The OC Register for iPad app is a “curated experience,” said Doug Bennett, the president of the Freedom Interactive division of Freedom Communications, which owns the Register. It includes hand-picked stories “that we’ve identified as something they [iPad owners] would be interested in.”

The company decided early that its app should not be everything to everyone, and that a reformatted edition of the morning newspaper is not good enough.

“We’ve got plenty of time to do what some of our peers are doing with a replica edition” in order to reach existing newspaper readers, Bennett said. “What we’re after is that new audience that we haven’t necessarily reached in the past 10 or 15 years.”

Research shows that 25- to 44-year-olds are among the leading demographics of iPad owners, and that usage peaks in the evenings as people relax at home. So the OC Register app is released Monday through Saturday at 6 p.m. and is limited to about 60 stories in only six categories that appeal to young adults.

The emphasis on editorial selection and the evening publication time may sound familiar to people who used to read afternoon newspapers.
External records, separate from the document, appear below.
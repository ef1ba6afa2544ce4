//! Purpose: JSON byte boundary shared by record streams and the CLI.
//! Exports: `Json` (the intermediate value), `parse` module with encode/decode helpers.
//! Role: Single seam between the `Json` algebra and its byte encoding.
//! Invariants: Encoding preserves object key order exactly as the codec emitted it.
//! Invariants: Helper APIs stay small and deterministic (no hidden global state).

pub mod parse;

/// The intermediate value every codec produces and consumes.
pub type Json = serde_json::Value;
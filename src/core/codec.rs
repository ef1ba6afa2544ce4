//! Purpose: Compiled codec tree and the generic record/primitive/optional/list codecs.
//! Exports: `Node`, `RecordNode`, `FieldNode` (crate), `json_mismatch`, `value_mismatch`.
//! Role: Recursive `dump(Value) -> Json` / `load(Json) -> Value` driven by a compiled schema.
//! Invariants: Record objects are emitted in declared field order.
//! Invariants: Records are read by name; missing required or undeclared fields fail with `FieldMismatch`.
//! Invariants: No codec emits a non-finite number.
use std::collections::HashMap;
use std::fmt::Write as _;

use serde_json::{Map, Number, Value as Json};

use crate::core::desc::PrimitiveKind;
use crate::core::error::{Error, ErrorKind};
use crate::core::timestamp::TimestampNode;
use crate::core::union::UnionNode;
use crate::core::value::{Record, Value};

#[derive(Debug)]
pub(crate) enum Node {
    Primitive(PrimitiveKind),
    Optional(Box<Node>),
    List(Box<Node>),
    Record(RecordNode),
    Union(UnionNode),
    Timestamp(TimestampNode),
}

#[derive(Debug)]
pub(crate) struct RecordNode {
    pub(crate) name: String,
    pub(crate) fields: Vec<FieldNode>,
    pub(crate) index: HashMap<String, usize>,
}

#[derive(Debug)]
pub(crate) struct FieldNode {
    pub(crate) name: String,
    pub(crate) node: Node,
}

impl FieldNode {
    fn is_optional(&self) -> bool {
        matches!(self.node, Node::Optional(_))
    }
}

impl Node {
    pub(crate) fn dump(&self, value: &Value) -> Result<Json, Error> {
        match self {
            Node::Primitive(kind) => dump_primitive(*kind, value),
            Node::Optional(inner) => match value {
                Value::Null => Ok(Json::Null),
                other => inner.dump(other),
            },
            Node::List(inner) => match value {
                Value::List(items) => items
                    .iter()
                    .enumerate()
                    .map(|(idx, item)| inner.dump(item).map_err(|err| err.at_index(idx)))
                    .collect::<Result<Vec<_>, _>>()
                    .map(Json::Array),
                other => Err(value_mismatch("list", other)),
            },
            Node::Record(record) => match value {
                Value::Record(fields) => record.dump(fields),
                other => Err(value_mismatch(&format!("record {}", record.name), other)),
            },
            Node::Union(union) => union.dump(value),
            Node::Timestamp(timestamp) => match value {
                Value::Timestamp(ts) => timestamp.dump(ts),
                other => Err(value_mismatch("timestamp", other)),
            },
        }
    }

    pub(crate) fn load(&self, json: &Json) -> Result<Value, Error> {
        match self {
            Node::Primitive(kind) => load_primitive(*kind, json),
            Node::Optional(inner) => match json {
                Json::Null => Ok(Value::Null),
                other => inner.load(other),
            },
            Node::List(inner) => match json {
                Json::Array(items) => items
                    .iter()
                    .enumerate()
                    .map(|(idx, item)| inner.load(item).map_err(|err| err.at_index(idx)))
                    .collect::<Result<Vec<_>, _>>()
                    .map(Value::List),
                other => Err(json_mismatch("array", other)),
            },
            Node::Record(record) => record.load(json),
            Node::Union(union) => union.load(json),
            Node::Timestamp(timestamp) => timestamp.load(json).map(Value::Timestamp),
        }
    }

    /// Canonical text form of the compiled (normalised) schema.
    pub(crate) fn write_canonical(&self, out: &mut String) {
        match self {
            Node::Primitive(kind) => out.push_str(kind.name()),
            Node::Optional(inner) => {
                out.push_str("optional<");
                inner.write_canonical(out);
                out.push('>');
            }
            Node::List(inner) => {
                out.push_str("list<");
                inner.write_canonical(out);
                out.push('>');
            }
            Node::Record(record) => {
                let _ = write!(out, "{}{{", record.name);
                for (idx, field) in record.fields.iter().enumerate() {
                    if idx > 0 {
                        out.push(',');
                    }
                    let _ = write!(out, "{}:", field.name);
                    field.node.write_canonical(out);
                }
                out.push('}');
            }
            Node::Union(union) => union.write_canonical(out),
            Node::Timestamp(_) => out.push_str("timestamp"),
        }
    }

    /// Visits every union in the tree, outermost first.
    pub(crate) fn visit_unions<'a>(&'a self, visit: &mut dyn FnMut(&'a UnionNode)) {
        match self {
            Node::Primitive(_) | Node::Timestamp(_) => {}
            Node::Optional(inner) | Node::List(inner) => inner.visit_unions(visit),
            Node::Record(record) => {
                for field in &record.fields {
                    field.node.visit_unions(visit);
                }
            }
            Node::Union(union) => {
                visit(union);
                for variant in &union.variants {
                    variant.node.visit_unions(visit);
                }
            }
        }
    }
}

impl RecordNode {
    fn dump(&self, record: &Record) -> Result<Json, Error> {
        let mut map = Map::with_capacity(self.fields.len());
        let mut consumed = 0usize;
        for (idx, field) in self.fields.iter().enumerate() {
            let encoded = match record.lookup(idx, &field.name) {
                Some(value) => {
                    consumed += 1;
                    field
                        .node
                        .dump(value)
                        .map_err(|err| err.at_field(field.name.as_str()))?
                }
                None if field.is_optional() => Json::Null,
                None => return Err(self.missing_field(&field.name)),
            };
            map.insert(field.name.clone(), encoded);
        }
        if consumed != record.len() {
            return Err(match record.iter().find(|(name, _)| !self.index.contains_key(*name)) {
                Some((name, _)) => self.undeclared_field(name),
                None => Error::new(ErrorKind::FieldMismatch)
                    .with_message(format!("duplicate field in record {}", self.name)),
            });
        }
        Ok(Json::Object(map))
    }

    fn load(&self, json: &Json) -> Result<Value, Error> {
        let map = json
            .as_object()
            .ok_or_else(|| json_mismatch(&format!("object for record {}", self.name), json))?;
        let mut record = Record::with_capacity(self.fields.len());
        let mut present = 0usize;
        for field in &self.fields {
            let value = match map.get(&field.name) {
                Some(encoded) => {
                    present += 1;
                    field
                        .node
                        .load(encoded)
                        .map_err(|err| err.at_field(field.name.as_str()))?
                }
                None if field.is_optional() => Value::Null,
                None => return Err(self.missing_field(&field.name)),
            };
            record.push(field.name.as_str(), value);
        }
        if present != map.len() {
            if let Some(name) = map.keys().find(|name| !self.index.contains_key(name.as_str())) {
                return Err(self.undeclared_field(name));
            }
        }
        Ok(Value::Record(record))
    }

    fn missing_field(&self, name: &str) -> Error {
        Error::new(ErrorKind::FieldMismatch).with_message(format!(
            "missing required field `{name}` of record {}",
            self.name
        ))
    }

    fn undeclared_field(&self, name: &str) -> Error {
        Error::new(ErrorKind::FieldMismatch).with_message(format!(
            "undeclared field `{name}` for record {}",
            self.name
        ))
    }
}

fn dump_primitive(kind: PrimitiveKind, value: &Value) -> Result<Json, Error> {
    match (kind, value) {
        (PrimitiveKind::Bool, Value::Bool(flag)) => Ok(Json::Bool(*flag)),
        (PrimitiveKind::Int, Value::Int(number)) => Ok(Json::from(*number)),
        (PrimitiveKind::Float, Value::Float(number)) => Number::from_f64(*number)
            .map(Json::Number)
            .ok_or_else(|| {
                Error::new(ErrorKind::TypeMismatch)
                    .with_message(format!("non-finite float {number} has no JSON form"))
            }),
        (PrimitiveKind::Text, Value::Text(text)) => Ok(Json::String(text.clone())),
        (kind, other) => Err(value_mismatch(kind.name(), other)),
    }
}

fn load_primitive(kind: PrimitiveKind, json: &Json) -> Result<Value, Error> {
    match (kind, json) {
        (PrimitiveKind::Bool, Json::Bool(flag)) => Ok(Value::Bool(*flag)),
        (PrimitiveKind::Int, Json::Number(number)) => {
            if let Some(int) = number.as_i64() {
                Ok(Value::Int(int))
            } else if number.is_u64() {
                Err(Error::new(ErrorKind::TypeMismatch)
                    .with_message(format!("integer {number} overflows a 64-bit signed int")))
            } else {
                Err(Error::new(ErrorKind::TypeMismatch)
                    .with_message(format!("expected int, found float {number}")))
            }
        }
        // Integral JSON numbers are accepted for floats; writers may drop the `.0`.
        (PrimitiveKind::Float, Json::Number(number)) => number
            .as_f64()
            .map(Value::Float)
            .ok_or_else(|| json_mismatch("float", json)),
        (PrimitiveKind::Text, Json::String(text)) => Ok(Value::Text(text.clone())),
        (kind, other) => Err(json_mismatch(kind.name(), other)),
    }
}

fn json_kind(json: &Json) -> &'static str {
    match json {
        Json::Null => "null",
        Json::Bool(_) => "bool",
        Json::Number(number) if number.is_f64() => "float",
        Json::Number(_) => "int",
        Json::String(_) => "string",
        Json::Array(_) => "array",
        Json::Object(_) => "object",
    }
}

pub(crate) fn json_mismatch(expected: &str, found: &Json) -> Error {
    Error::new(ErrorKind::TypeMismatch)
        .with_message(format!("expected {expected}, found {}", json_kind(found)))
}

pub(crate) fn value_mismatch(expected: &str, found: &Value) -> Error {
    Error::new(ErrorKind::TypeMismatch)
        .with_message(format!("expected {expected}, found {}", found.kind_name()))
}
But the Register app is much different than a pixelized newspaper.

Not just newspaper content

The app creators were guided by a focus on the audience: Who owns iPads, what do they want, and when do they want it?

Bennett said research showed interest in celebrities, trending topics, sports, things to do and photos. So the app features those categories, along with local and business news. The 35-44-year-old demographic didn’t show enough interest in traditional newspaper subjects, such as politics, commentary, classifieds or obituaries, so they’re not included.

The stories within those six sections each day also are specifically chosen by their expected appeal to the iPad demographic. So the story that leads the newspaper one day may not be in the app if it doesn’t appeal to the right audience.

Other news apps also are trying curation of topics and stories. The Washington Post iPad app, for example, picks a few big “live topics” that include Post stories, selected headlines from other sites, Facebook comments and Twitter feeds. Other apps, such as News.me or Zite, try to automatically curate content from many sources based on a user’s personal interests.

The Register newsroom has embraced the app because “they wanted to know they have a future,” Bennett said. But the app will not rely solely on content produced by the Register newsroom. Its aim is to have great stories fill its six categories every day, regardless of their source.

“As we evolve, we do believe that somewhere between 30 to 40 percent of our content will start to come from third-party vendors or other feeds or other sources, because we want to make sure that we’re really strong in those topics that these audiences like. And we can never count on our content center [the newsroom] to be 100 percent great in every aspect our audience is after,” Bennett said.

The company is discussing partnerships with bloggers and other sites to enable it to feature some of their content in the app, Bennett said. Those partnerships probably will involve a fee or revenue share with the content producers.

The iPad staff adds customized design and multimedia to featured stories.

Freedom Interactive created a six-person iPad team to choose each day’s stories and produce the app, including original interactive features and multimedia. Although the team works with people in the Register newsroom, they are separate from the newsroom and only work on the iPad product. Two people come from TV and movie production backgrounds, two are designers skilled in HTML5, one is a video producer and a publishing editor coordinates content.

The path to profit

That dedicated staff and purchased content is an aggressive investment for Freedom Communications.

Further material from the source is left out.